A series of aliphatic isoniazid carbo(x/thio)amides has been synthesized by a facile one-pot green method in aqueous media by harnessing microwave irradiations. In vitro antitubercular screening of the synthesized compounds against Mycobacterium tuberculosis H37Rv (MTB strain) reveals promising antimycobacterial potential with MIC in the range of 1 to 4 µg/ml. A computational approach comprising DFT modeling, molecular docking and ADMET analysis was executed to elucidate the chemical nature, binding affinity and ADMET efficacy of the lead compounds. The docking of synthesized analogs with InhA displays weak binding interactions with the receptor and the absence of important interactions specific to direct inhibitors.
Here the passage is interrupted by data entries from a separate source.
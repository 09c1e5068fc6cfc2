use std::path::{Path, PathBuf};

use serde::{Deserialize, Serialize};

use seedkit_generate::SeedOptions;

use super::atomic::write_bytes_atomic;
use super::{ConfigError, ConfigResult};

/// Record file format written by `seedkit seed`.
#[derive(Debug, Clone, Copy, PartialEq, Eq, Serialize, Deserialize, clap::ValueEnum)]
#[serde(rename_all = "snake_case")]
pub enum OutputFormat {
    Jsonl,
    Csv,
}

impl OutputFormat {
    pub fn extension(&self) -> &'static str {
        match self {
            OutputFormat::Jsonl => "jsonl",
            OutputFormat::Csv => "csv",
        }
    }
}

/// Contents of `seedkit.toml`.
#[derive(Debug, Clone, Serialize, Deserialize)]
#[serde(default)]
pub struct CliSettings {
    /// Directory receiving run directories.
    pub out_dir: PathBuf,
    pub format: OutputFormat,
    /// Mirror logs to stderr in addition to `logs.ndjson`.
    pub log_to_stderr: bool,
    /// Identity given to the first committed record.
    pub first_record_id: u64,
    pub seed: SeedOptions,
}

impl Default for CliSettings {
    fn default() -> Self {
        Self {
            out_dir: PathBuf::from("runs"),
            format: OutputFormat::Jsonl,
            log_to_stderr: true,
            first_record_id: 1,
            seed: SeedOptions::default(),
        }
    }
}

pub fn load_or_create_settings(path: &Path) -> ConfigResult<CliSettings> {
    if path.exists() {
        let content = std::fs::read_to_string(path)?;
        let settings: CliSettings = toml::from_str(&content)?;
        if settings.first_record_id == 0 {
            return Err(ConfigError::Invalid(
                "first_record_id must be greater than zero".to_string(),
            ));
        }
        return Ok(settings);
    }

    let settings = CliSettings::default();
    save_settings(path, &settings)?;
    Ok(settings)
}

pub fn save_settings(path: &Path, settings: &CliSettings) -> ConfigResult<()> {
    let encoded = toml::to_string_pretty(settings)?;
    write_bytes_atomic(path, encoded.as_bytes())
}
However, the docking results illustrate notable binding affinity of the synthesized molecules with the KatG receptor 1SJ2 and compounds 3h and 3e showed the best docking scores (-7.2 and -6.8 kcal/mol, respectively) indicating the KatG mediated mechanism of InhA inhibition similar to isoniazid. In silico ADMET analysis of the title compounds indicate their outstanding pharmacokinetic proficiency and lower toxicity than isoniazid. The bioavailability radar further illustrates their exemplary oral availability and drug-likeliness.